Fans of the cult classic “The Rocky Horror Picture Show” are losing their favorite local venue, with the announcement by AMC Theatres that it will close its Harvard Square theater next month.
The theater on Church Street has been the destination of costume-clad movie-goers for the past 28 years to see the midnight showing of “The Rocky Horror Picture Show” every Saturday.
Some fans of the film cross-dress as brides, while some don corsets and fishnets.
“It’s an event,” said John Geoffrian, a 40-year-old actor and director who lives in Cambridge. “It’s one of those cult things that keeps on going.”
But AMC Threatres spokesman Ryan Noonan said in an emailed statement to the Globe Thursday that the company has decided to sell the AMC Loews Harvard Square 5 location and will close the theater at the end of business on Sunday, July 8.
“We continually strive to upgrade the quality of our theatre circuit by adding new screens and by disposing of older screens through closures and sales,” Noonan said.

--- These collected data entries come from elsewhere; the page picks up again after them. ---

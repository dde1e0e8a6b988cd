use axum::http::StatusCode;
use axum::response::{IntoResponse, Response};
use serde_json::json;

use filehub_core::error::LockError;

/// Application-level error type for HTTP handlers.
///
/// Wraps [`LockError`] for coordination failures and adds HTTP-specific
/// variants. Implements [`IntoResponse`] to produce consistent JSON error
/// responses of the form `{ "error": ..., "code": ... }`.
#[derive(Debug, thiserror::Error)]
pub enum AppError {
    /// A lock-coordination error from `filehub_core`.
    #[error(transparent)]
    Lock(#[from] LockError),

    /// A database error from sqlx.
    #[error("Database error: {0}")]
    Database(#[from] sqlx::Error),

    /// Authentication failure with a human-readable message.
    #[error("Unauthorized: {0}")]
    Unauthorized(String),

    /// Authorization failure with a human-readable message.
    #[error("Forbidden: {0}")]
    Forbidden(String),

    /// A bad request with a human-readable message.
    #[error("Bad request: {0}")]
    BadRequest(String),

    /// A missing resource.
    #[error("Not found: {0}")]
    NotFound(String),

    /// An internal error with a human-readable message.
    #[error("Internal error: {0}")]
    Internal(String),
}

/// Convenience type alias for handler return values.
pub type AppResult<T> = Result<T, AppError>;

impl AppError {
    /// Stable machine-readable error code.
    ///
    /// Shared between HTTP bodies and WebSocket `error` events so clients
    /// can branch on the same codes over both transports.
    pub fn code(&self) -> &'static str {
        match self {
            AppError::Lock(lock) => lock.code(),
            AppError::Database(_) => "DATABASE_ERROR",
            AppError::Unauthorized(_) => "UNAUTHORIZED",
            AppError::Forbidden(_) => "FORBIDDEN",
            AppError::BadRequest(_) => "BAD_REQUEST",
            AppError::NotFound(_) => "NOT_FOUND",
            AppError::Internal(_) => "INTERNAL_ERROR",
        }
    }
}

impl IntoResponse for AppError {
    fn into_response(self) -> Response {
        let (status, code, message) = match &self {
            // --- LockError variants ---
            AppError::Lock(lock) => {
                let status = match lock {
                    LockError::HeldByOther { .. }
                    | LockError::NotLockHolder(_)
                    | LockError::ConcurrentReaders { .. }
                    | LockError::UpgradeRaced(_) => StatusCode::CONFLICT,
                    LockError::NotAllowed { .. } | LockError::EditDenied(_) => {
                        StatusCode::FORBIDDEN
                    }
                    LockError::PartitionOffline(_) => StatusCode::SERVICE_UNAVAILABLE,
                    LockError::Validation(_) => StatusCode::BAD_REQUEST,
                };
                (status, lock.code(), lock.to_string())
            }

            // --- Database errors ---
            AppError::Database(err) => classify_sqlx_error(err),

            // --- HTTP-specific errors ---
            AppError::Unauthorized(msg) => (StatusCode::UNAUTHORIZED, "UNAUTHORIZED", msg.clone()),
            AppError::Forbidden(msg) => (StatusCode::FORBIDDEN, "FORBIDDEN", msg.clone()),
            AppError::BadRequest(msg) => (StatusCode::BAD_REQUEST, "BAD_REQUEST", msg.clone()),
            AppError::NotFound(msg) => (StatusCode::NOT_FOUND, "NOT_FOUND", msg.clone()),
            AppError::Internal(msg) => {
                tracing::error!(error = %msg, "Internal error");
                (
                    StatusCode::INTERNAL_SERVER_ERROR,
                    "INTERNAL_ERROR",
                    "An internal error occurred".to_string(),
                )
            }
        };

        let body = json!({
            "error": message,
            "code": code,
        });

        (status, axum::Json(body)).into_response()
    }
}

/// Classify a sqlx error into an HTTP status, error code, and message.
///
/// - `RowNotFound` maps to 404.
/// - Unique constraint violations (constraint name starting with `uq_`) map
///   to 409. The lock store's `uq_file_locks_file_id` index lands here when
///   a raw insert bypasses the coordinator.
/// - Everything else maps to 500 with a sanitized message.
fn classify_sqlx_error(err: &sqlx::Error) -> (StatusCode, &'static str, String) {
    match err {
        sqlx::Error::RowNotFound => (
            StatusCode::NOT_FOUND,
            "NOT_FOUND",
            "Resource not found".to_string(),
        ),
        sqlx::Error::Database(db_err) => {
            // PostgreSQL unique constraint violation: error code 23505
            if db_err.code().as_deref() == Some("23505") {
                let constraint = db_err.constraint().unwrap_or("unknown");
                if constraint.starts_with("uq_") {
                    return (
                        StatusCode::CONFLICT,
                        "CONFLICT",
                        format!("Duplicate value violates unique constraint: {constraint}"),
                    );
                }
            }
            tracing::error!(error = %db_err, "Database error");
            (
                StatusCode::INTERNAL_SERVER_ERROR,
                "INTERNAL_ERROR",
                "An internal error occurred".to_string(),
            )
        }
        other => {
            tracing::error!(error = %other, "Database error");
            (
                StatusCode::INTERNAL_SERVER_ERROR,
                "INTERNAL_ERROR",
                "An internal error occurred".to_string(),
            )
        }
    }
}
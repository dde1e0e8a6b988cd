//! Shared response envelope types for API handlers.
//!
//! All API responses use a `{ "data": ... }` envelope per project conventions.
//! Use [`DataResponse`] instead of ad-hoc `serde_json::json!({ "data": ... })`
//! to get compile-time type safety and consistent serialization.

use serde::Serialize;

/// Standard `{ "data": T }` response envelope.
///
/// # Example
///
/// ```ignore
/// Ok(Json(DataResponse { data: items }))
/// ```
#[derive(Debug, Serialize)]
pub struct DataResponse<T: Serialize> {
    pub data: T,
}
//! Background tasks.
//!
//! - [`lock_sweeper`] -- removes lock records whose lease has lapsed.
//! - [`metrics_sampler`] -- periodically records and publishes aggregate
//!   server metrics.

pub mod lock_sweeper;
pub mod metrics_sampler;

AMC has run the theater since the company purchased Loews in 2006, said Noonan, who added that the company encourages guests to visit its other nearby locations, including the AMC Boston Common 19, which is about five miles away.
Sarah Burks, a preservation planner for the Cambridge Historical Commission, said a movie theater has been at the Church Street location for many years, and the theater at one time had a marquee entrance along Massachusetts Avenue. Burks said Thursday morning that she will have to check the records to see how long a theater has been at the location, but she estimated it could be almost 100 years.
The building falls within a Harvard Square conservation district, and as a result the Historical Commission would regulate any changes to the exterior of the building. But the commission would not regulate the future use of the building, she said.
Geoffrian said it’s a shame that many of the older movie theaters are closing, and he called the theater on Church Street a cultural institution.
“I think it’s a part of the family of the city,” Geoffrian said. “I hate to see it go.”